NYPD rookie cop shot while pursuing suspect in Queens bus fight

NEW YORK — An argument over a seat on a city bus sparked a foot chase by police down a Jamaica, Queens, street and ended with a rookie officer in the hospital with a gunshot wound to the leg Wednesday afternoon, according to NYPD officials.

It began around 3:20 p.m. when the suspected gunman and another passenger began to quarrel over a seat on an eastbound MTA bus on Jamaica Avenue, NYPD Chief of Detectives James Essig said.

As the argument escalated, the bus driver pulled over and flagged down two officers with the 103rd Precinct Field Training Unit.

As 22-year-old Officer Brett Boller, the son of Deputy Inspector Donald Boller, boarded the bus to find out what was going on, the suspect muscled his way off and fled down 161st Street with both officers giving chase.

Around midblock, in front of the Salvation Army Community Center, the injured officer caught up to the man and the two began to struggle again, Essig said. As they grappled, the suspect pulled a gun and shot the officer in the leg, the chief said.

As the officer fell to the pavement bleeding, his partner fired twice at the fleeing gunman, Essig said. It’s unknown if the assailant was hit, he added.

Cellphone video taken in the frantic aftermath of the shooting shows Boller, who graduated from the police academy last June, laying flat on his back in front of a chainlink fence. Officers crowd around the injured man, cutting his pants leg open to apply direct pressure to the wound.

“Somebody get a car!” one of the responding officers shouts as a group of onlookers gathers around.

Four cops lift the bleeding officer off the ground and carry him across the sidewalk as one of them yells, “Get him in the van!”

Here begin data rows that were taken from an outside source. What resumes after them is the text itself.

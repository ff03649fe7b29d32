//! PostgreSQL-backed `PlacemarkRepository`.
//!
//! View counting is a single `UPDATE .. SET view_count = view_count + 1
//! RETURNING *` so concurrent readers never lose increments, and plain updates
//! leave `view_count` untouched for the same reason.

use async_trait::async_trait;
use diesel::prelude::*;
use diesel_async::RunQueryDsl;

use crate::domain::ports::{PlacemarkRepository, StoreError};
use crate::domain::{Placemark, PlacemarkId};

use super::error_mapping::{map_diesel_error, map_pool_error};
use super::models::PlacemarkRow;
use super::pool::DbPool;
use super::schema::placemarks;

#[derive(Clone)]
pub struct DieselPlacemarkRepository {
    pool: DbPool,
}

impl DieselPlacemarkRepository {
    pub fn new(pool: DbPool) -> Self {
        Self { pool }
    }
}

#[async_trait]
impl PlacemarkRepository for DieselPlacemarkRepository {
    async fn list(&self) -> Result<Vec<Placemark>, StoreError> {
        let mut conn = self.pool.get().await.map_err(map_pool_error)?;
        let rows = placemarks::table
            .order(placemarks::created_at.desc())
            .select(PlacemarkRow::as_select())
            .load::<PlacemarkRow>(&mut conn)
            .await
            .map_err(map_diesel_error)?;
        Ok(rows.into_iter().map(Placemark::from).collect())
    }

    async fn find(&self, id: PlacemarkId) -> Result<Option<Placemark>, StoreError> {
        let mut conn = self.pool.get().await.map_err(map_pool_error)?;
        let row = placemarks::table
            .find(*id.as_uuid())
            .select(PlacemarkRow::as_select())
            .first::<PlacemarkRow>(&mut conn)
            .await
            .optional()
            .map_err(map_diesel_error)?;
        Ok(row.map(Placemark::from))
    }

    async fn insert(&self, placemark: &Placemark) -> Result<(), StoreError> {
        let mut conn = self.pool.get().await.map_err(map_pool_error)?;
        diesel::insert_into(placemarks::table)
            .values(PlacemarkRow::from(placemark))
            .execute(&mut conn)
            .await
            .map_err(map_diesel_error)?;
        Ok(())
    }

    async fn update(&self, placemark: &Placemark) -> Result<(), StoreError> {
        let mut conn = self.pool.get().await.map_err(map_pool_error)?;
        let row = PlacemarkRow::from(placemark);
        diesel::update(placemarks::table.find(row.id))
            .set((
                placemarks::name.eq(&row.name),
                placemarks::description.eq(&row.description),
                placemarks::street.eq(&row.street),
                placemarks::house_number.eq(&row.house_number),
                placemarks::zip.eq(&row.zip),
                placemarks::city.eq(&row.city),
                placemarks::country.eq(&row.country),
                placemarks::latitude.eq(row.latitude),
                placemarks::longitude.eq(row.longitude),
                placemarks::image_url.eq(&row.image_url),
                placemarks::is_public.eq(row.is_public),
                placemarks::category_id.eq(row.category_id),
                placemarks::updated_at.eq(row.updated_at),
            ))
            .execute(&mut conn)
            .await
            .map_err(map_diesel_error)?;
        Ok(())
    }

    async fn increment_views(&self, id: PlacemarkId) -> Result<Option<Placemark>, StoreError> {
        let mut conn = self.pool.get().await.map_err(map_pool_error)?;
        let row = diesel::update(placemarks::table.find(*id.as_uuid()))
            .set(placemarks::view_count.eq(placemarks::view_count + 1_i64))
            .returning(PlacemarkRow::as_returning())
            .get_result::<PlacemarkRow>(&mut conn)
            .await
            .optional()
            .map_err(map_diesel_error)?;
        Ok(row.map(Placemark::from))
    }

    async fn delete(&self, id: PlacemarkId) -> Result<bool, StoreError> {
        // Reviews and their replies go with the row through ON DELETE CASCADE.
        let mut conn = self.pool.get().await.map_err(map_pool_error)?;
        let deleted = diesel::delete(placemarks::table.find(*id.as_uuid()))
            .execute(&mut conn)
            .await
            .map_err(map_diesel_error)?;
        Ok(deleted > 0)
    }
}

Sirens blare as police clear responding patrol cars from the street to allow the police van to rush the wounded rookie to Jamaica Hospital. He was in surgery Wednesday night.

“There was cops coming from everywhere. From all different directions.,” said Taryn Jefferies, 65, who works on the block.

Investigators tracked down surveillance video of the suspect ducking into a parking garage and shedding a black bubble jacket and orange hoodie before leaving the building in a white T-shirt.

He was still on the loose late Wednesday, said police, who offered a $10,000 reward for info leading to his arrest.

Boller graduated in the same academy class as an officer who was wounded on New Year’s Eve in Times Square by a machete-wielding Maine man who had recently converted to Islam, police say.

Three officers wounded in that attack were honored Wednesday morning by Mayor Eric Adams and NYPD Commissioner Keechant Sewell.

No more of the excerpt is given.